[Opening Data for review section]

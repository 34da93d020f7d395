use thiserror::Error;

#[derive(Debug, Error)]
pub enum CoreError {
    /// Missing, expired or unknown credential.
    #[error("authentication required")]
    Unauthenticated,

    /// Authenticated, but the resolved role does not allow the operation.
    #[error("forbidden: {0}")]
    Forbidden(String),

    #[error("not found: {0}")]
    NotFound(String),

    /// Username or email already registered.
    #[error("conflict: {0}")]
    Conflict(String),

    #[error("invalid input: {0}")]
    Invalid(String),

    /// Anything the store reported. The surrounding transaction is rolled back.
    #[error("storage failure: {0}")]
    Storage(#[from] anyhow::Error),
}

pub type Result<T> = std::result::Result<T, CoreError>;
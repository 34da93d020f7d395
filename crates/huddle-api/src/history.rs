use axum::{
    Extension, Json,
    extract::{Path, State},
    response::IntoResponse,
};
use uuid::Uuid;

use huddle_core::history;
use huddle_types::api::RollbackResponse;

use crate::auth::AppState;
use crate::blocking;
use crate::error::ApiError;
use crate::middleware::CurrentUser;

/// Oldest snapshot first.
pub async fn list_history(
    State(state): State<AppState>,
    Extension(CurrentUser(user)): Extension<CurrentUser>,
    Path(event_id): Path<Uuid>,
) -> Result<impl IntoResponse, ApiError> {
    let entries = blocking(&state, move |db| history::list_history(db, &user, event_id)).await?;
    Ok(Json(entries))
}

pub async fn get_version(
    State(state): State<AppState>,
    Extension(CurrentUser(user)): Extension<CurrentUser>,
    Path((event_id, version_id)): Path<(Uuid, Uuid)>,
) -> Result<impl IntoResponse, ApiError> {
    let entry = blocking(&state, move |db| {
        history::get_version(db, &user, event_id, version_id)
    })
    .await?;
    Ok(Json(entry))
}

pub async fn diff(
    State(state): State<AppState>,
    Extension(CurrentUser(user)): Extension<CurrentUser>,
    Path((event_id, version1, version2)): Path<(Uuid, Uuid, Uuid)>,
) -> Result<impl IntoResponse, ApiError> {
    let diff = blocking(&state, move |db| {
        history::diff(db, &user, event_id, version1, version2)
    })
    .await?;
    Ok(Json(diff))
}

pub async fn rollback(
    State(state): State<AppState>,
    Extension(CurrentUser(user)): Extension<CurrentUser>,
    Path((event_id, version_id)): Path<(Uuid, Uuid)>,
) -> Result<impl IntoResponse, ApiError> {
    let rolled = blocking(&state, move |db| history::rollback(db, &user, event_id, version_id)).await?;
    Ok(Json(RollbackResponse {
        event: rolled.event,
        recorded_version_id: rolled.recorded.id,
    }))
}
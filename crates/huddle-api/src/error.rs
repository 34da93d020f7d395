use axum::{
    Json,
    http::{HeaderValue, StatusCode, header},
    response::{IntoResponse, Response},
};
use tracing::error;

use huddle_core::CoreError;
use huddle_types::api::ErrorBody;

/// Domain error on its way out as an HTTP response.
#[derive(Debug)]
pub struct ApiError(pub CoreError);

impl ApiError {
    pub fn internal(msg: &str) -> Self {
        Self(CoreError::Storage(anyhow::anyhow!(msg.to_string())))
    }

    pub fn unauthenticated() -> Self {
        Self(CoreError::Unauthenticated)
    }

    pub fn invalid(msg: impl Into<String>) -> Self {
        Self(CoreError::Invalid(msg.into()))
    }

    pub fn status(&self) -> StatusCode {
        match self.0 {
            CoreError::Unauthenticated => StatusCode::UNAUTHORIZED,
            CoreError::Forbidden(_) => StatusCode::FORBIDDEN,
            CoreError::NotFound(_) => StatusCode::NOT_FOUND,
            CoreError::Conflict(_) => StatusCode::CONFLICT,
            CoreError::Invalid(_) => StatusCode::BAD_REQUEST,
            CoreError::Storage(_) => StatusCode::INTERNAL_SERVER_ERROR,
        }
    }

    fn code(&self) -> &'static str {
        match self.0 {
            CoreError::Unauthenticated => "unauthenticated",
            CoreError::Forbidden(_) => "forbidden",
            CoreError::NotFound(_) => "not_found",
            CoreError::Conflict(_) => "conflict",
            CoreError::Invalid(_) => "invalid_input",
            CoreError::Storage(_) => "internal_error",
        }
    }
}

impl From<CoreError> for ApiError {
    fn from(err: CoreError) -> Self {
        Self(err)
    }
}

impl IntoResponse for ApiError {
    fn into_response(self) -> Response {
        let status = self.status();
        let message = match &self.0 {
            CoreError::Storage(e) => {
                error!("Storage failure: {:#}", e);
                "internal server error".to_string()
            }
            other => other.to_string(),
        };

        let body = ErrorBody {
            error: self.code().to_string(),
            message,
        };
        let mut response = (status, Json(body)).into_response();
        if status == StatusCode::UNAUTHORIZED {
            response
                .headers_mut()
                .insert(header::WWW_AUTHENTICATE, HeaderValue::from_static("Bearer"));
        }
        response
    }
}

#[cfg(test)]
mod tests {
    use super::*;

    #[test]
    fn statuses() {
        let cases = [
            (CoreError::Unauthenticated, StatusCode::UNAUTHORIZED),
            (CoreError::Forbidden("x".into()), StatusCode::FORBIDDEN),
            (CoreError::NotFound("x".into()), StatusCode::NOT_FOUND),
            (CoreError::Conflict("x".into()), StatusCode::CONFLICT),
            (CoreError::Invalid("x".into()), StatusCode::BAD_REQUEST),
            (
                CoreError::Storage(anyhow::anyhow!("disk full")),
                StatusCode::INTERNAL_SERVER_ERROR,
            ),
        ];
        for (err, status) in cases {
            assert_eq!(ApiError(err).status(), status);
        }
    }

    #[test]
    fn unauthenticated_carries_bearer_hint() {
        let response = ApiError::unauthenticated().into_response();
        assert_eq!(response.status(), StatusCode::UNAUTHORIZED);
        assert_eq!(response.headers()[header::WWW_AUTHENTICATE], "Bearer");

        let response = ApiError(CoreError::Forbidden("x".into())).into_response();
        assert!(response.headers().get(header::WWW_AUTHENTICATE).is_none());
    }
}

[Closing Data for review section]

Exact copies of every record are required.

◆ **Task result**:
repository 34da93d020f7d395
use thiserror::Error;

#[derive(Debug, Error)]
pub enum CoreError {
    /// Missing, expired or unknown credential.
    #[error("authentication required")]
    Unauthenticated,

    /// Authenticated, but the resolved role does not allow the operation.
    #[error("forbidden: {0}")]
    Forbidden(String),

    #[error("not found: {0}")]
    NotFound(String),

    /// Username or email already registered.
    #[error("conflict: {0}")]
    Conflict(String),

    #[error("invalid input: {0}")]
    Invalid(String),

    /// Anything the store reported. The surrounding transaction is rolled back.
    #[error("storage failure: {0}")]
    Storage(#[from] anyhow::Error),
}

pub type Result<T> = std::result::Result<T, CoreError>;
repository 34da93d020f7d395
filename crates/huddle-api/src/history.rs
use axum::{
    Extension, Json,
    extract::{Path, State},
    response::IntoResponse,
};
use uuid::Uuid;

use huddle_core::history;
use huddle_types::api::RollbackResponse;

use crate::auth::AppState;
use crate::blocking;
use crate::error::ApiError;
use crate::middleware::CurrentUser;

/// Oldest snapshot first.
pub async fn list_history(
    State(state): State<AppState>,
    Extension(CurrentUser(user)): Extension<CurrentUser>,
    Path(event_id): Path<Uuid>,
) -> Result<impl IntoResponse, ApiError> {
    let entries = blocking(&state, move |db| history::list_history(db, &user, event_id)).await?;
    Ok(Json(entries))
}

pub async fn get_version(
    State(state): State<AppState>,
    Extension(CurrentUser(user)): Extension<CurrentUser>,
    Path((event_id, version_id)): Path<(Uuid, Uuid)>,
) -> Result<impl IntoResponse, ApiError> {
    let entry = blocking(&state, move |db| {
        history::get_version(db, &user, event_id, version_id)
    })
    .await?;
    Ok(Json(entry))
}

pub async fn diff(
    State(state): State<AppState>,
    Extension(CurrentUser(user)): Extension<CurrentUser>,
    Path((event_id, version1, version2)): Path<(Uuid, Uuid, Uuid)>,
) -> Result<impl IntoResponse, ApiError> {
    let diff = blocking(&state, move |db| {
        history::diff(db, &user, event_id, version1, version2)
    })
    .await?;
    Ok(Json(diff))
}

pub async fn rollback(
    State(state): State<AppState>,
    Extension(CurrentUser(user)): Extension<CurrentUser>,
    Path((event_id, version_id)): Path<(Uuid, Uuid)>,
) -> Result<impl IntoResponse, ApiError> {
    let rolled = blocking(&state, move |db| history::rollback(db, &user, event_id, version_id)).await?;
    Ok(Json(RollbackResponse {
        event: rolled.event,
        recorded_version_id: rolled.recorded.id,
    }))
}
filename crates/huddle-api/src/error.rs
repository 34da93d020f7d395
use axum::{
    Json,
    http::{HeaderValue, StatusCode, header},
    response::{IntoResponse, Response},
};
use tracing::error;

use huddle_core::CoreError;
use huddle_types::api::ErrorBody;

/// Domain error on its way out as an HTTP response.
#[derive(Debug)]
pub struct ApiError(pub CoreError);

impl ApiError {
    pub fn internal(msg: &str) -> Self {
        Self(CoreError::Storage(anyhow::anyhow!(msg.to_string())))
    }

    pub fn unauthenticated() -> Self {
        Self(CoreError::Unauthenticated)
    }

    pub fn invalid(msg: impl Into<String>) -> Self {
        Self(CoreError::Invalid(msg.into()))
    }

    pub fn status(&self) -> StatusCode {
        match self.0 {
            CoreError::Unauthenticated => StatusCode::UNAUTHORIZED,
            CoreError::Forbidden(_) => StatusCode::FORBIDDEN,
            CoreError::NotFound(_) => StatusCode::NOT_FOUND,
            CoreError::Conflict(_) => StatusCode::CONFLICT,
            CoreError::Invalid(_) => StatusCode::BAD_REQUEST,
            CoreError::Storage(_) => StatusCode::INTERNAL_SERVER_ERROR,
        }
    }

    fn code(&self) -> &'static str {
        match self.0 {
            CoreError::Unauthenticated => "unauthenticated",
            CoreError::Forbidden(_) => "forbidden",
            CoreError::NotFound(_) => "not_found",
            CoreError::Conflict(_) => "conflict",
            CoreError::Invalid(_) => "invalid_input",
            CoreError::Storage(_) => "internal_error",
        }
    }
}

impl From<CoreError> for ApiError {
    fn from(err: CoreError) -> Self {
        Self(err)
    }
}

impl IntoResponse for ApiError {
    fn into_response(self) -> Response {
        let status = self.status();
        let message = match &self.0 {
            CoreError::Storage(e) => {
                error!("Storage failure: {:#}", e);
                "internal server error".to_string()
            }
            other => other.to_string(),
        };

        let body = ErrorBody {
            error: self.code().to_string(),
            message,
        };
        let mut response = (status, Json(body)).into_response();
        if status == StatusCode::UNAUTHORIZED {
            response
                .headers_mut()
                .insert(header::WWW_AUTHENTICATE, HeaderValue::from_static("Bearer"));
        }
        response
    }
}

#[cfg(test)]
mod tests {
    use super::*;

    #[test]
    fn statuses() {
        let cases = [
            (CoreError::Unauthenticated, StatusCode::UNAUTHORIZED),
            (CoreError::Forbidden("x".into()), StatusCode::FORBIDDEN),
            (CoreError::NotFound("x".into()), StatusCode::NOT_FOUND),
            (CoreError::Conflict("x".into()), StatusCode::CONFLICT),
            (CoreError::Invalid("x".into()), StatusCode::BAD_REQUEST),
            (
                CoreError::Storage(anyhow::anyhow!("disk full")),
                StatusCode::INTERNAL_SERVER_ERROR,
            ),
        ];
        for (err, status) in cases {
            assert_eq!(ApiError(err).status(), status);
        }
    }

    #[test]
    fn unauthenticated_carries_bearer_hint() {
        let response = ApiError::unauthenticated().into_response();
        assert_eq!(response.status(), StatusCode::UNAUTHORIZED);
        assert_eq!(response.headers()[header::WWW_AUTHENTICATE], "Bearer");

        let response = ApiError(CoreError::Forbidden("x".into())).into_response();
        assert!(response.headers().get(header::WWW_AUTHENTICATE).is_none());
    }
}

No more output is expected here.